(TASK BRIEF) Only a number is wanted: how many lines in the listing contain the word "SpeedEntry"?

(THE INPUT)

■ ■ ■ ■

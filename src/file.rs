//! VDR file assembler: composes header, speed table, and log stream into a
//! whole file and performs the reverse parse, plus the on-disk lifecycle
//! (create, append, read) through an [`Env`].

use crate::{
    env::{write_data_to_file_sync, Env},
    format::{LogEntry, SpeedEntry, VdrHeader, TERMINATOR},
    header::encode_header,
    log::{encode_record, Reader, Writer},
    util::Result,
};

/// File name the interactive tool writes.
pub const DEFAULT_FILE_NAME: &str = "voyage_data_recorder.dat";

/// Full in-memory representation of a recorder file.
#[derive(Debug, Clone, PartialEq, Eq)]
pub struct VdrFile {
    pub header: VdrHeader,
    pub entries: Vec<LogEntry>,
}

impl VdrFile {
    /// Encode the whole file: header section, log records in append order,
    /// log terminator.
    pub fn encode(&self) -> Result<Vec<u8>> {
        let mut dst = encode_header(
            &self.header.ship_name,
            self.header.imo_number,
            &self.header.speed_table,
        )?;
        for entry in &self.entries {
            dst.extend_from_slice(&encode_record(entry.timestamp, entry.kind, &entry.payload)?);
        }
        dst.extend_from_slice(&TERMINATOR);
        Ok(dst)
    }

    /// Parse a complete file. The input must end exactly at the log
    /// terminator.
    pub fn decode(input: &[u8]) -> Result<Self> {
        let mut reader = Reader::from_bytes(input.to_vec())?;
        let mut entries = vec![];
        while let Some(entry) = reader.read_record()? {
            entries.push(entry);
        }
        Ok(Self {
            header: reader.header().clone(),
            entries,
        })
    }
}

/// Create a fresh recorder file: header, speed table, and an empty log
/// stream. Synced before returning; a failed write removes the partial file.
pub fn create(
    env: &dyn Env,
    fname: &str,
    ship_name: &str,
    imo_number: u32,
    speed_table: &[SpeedEntry],
) -> Result<()> {
    let mut data = encode_header(ship_name, imo_number, speed_table)?;
    data.extend_from_slice(&TERMINATOR);
    write_data_to_file_sync(env, &data, fname)
}

/// Read and fully validate a recorder file.
pub fn read(env: &dyn Env, fname: &str) -> Result<VdrFile> {
    let mut reader = Reader::new(env.new_sequential_file(fname)?)?;
    let mut entries = vec![];
    while let Some(entry) = reader.read_record()? {
        entries.push(entry);
    }
    Ok(VdrFile {
        header: reader.header().clone(),
        entries,
    })
}

/// Open an existing file for appending log records.
///
/// The whole file is validated first, then the trailing log terminator is cut
/// off and the returned [`Writer`] continues the stream from that position;
/// its `finish` re-writes the terminator. Single writer only.
pub fn open_append(env: &dyn Env, fname: &str) -> Result<Writer> {
    read(env, fname)?;
    let size = env.get_file_size(fname)?;
    env.truncate_file(fname, size - TERMINATOR.len() as u64)?;
    Ok(Writer::new(env.new_appendable_file(fname)?))
}
//! 1-byte XOR checksum over log record bytes. This is the format's only
//! corruption detector: flipping any single bit of a covered byte flips the
//! same bit of the checksum.

pub fn extend(init: u8, data: &[u8]) -> u8 {
    data.iter().fold(init, |acc, &byte| acc ^ byte)
}

pub fn value(data: &[u8]) -> u8 {
    extend(0, data)
}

■ ■ ■ ■

(TASK RESULT) 2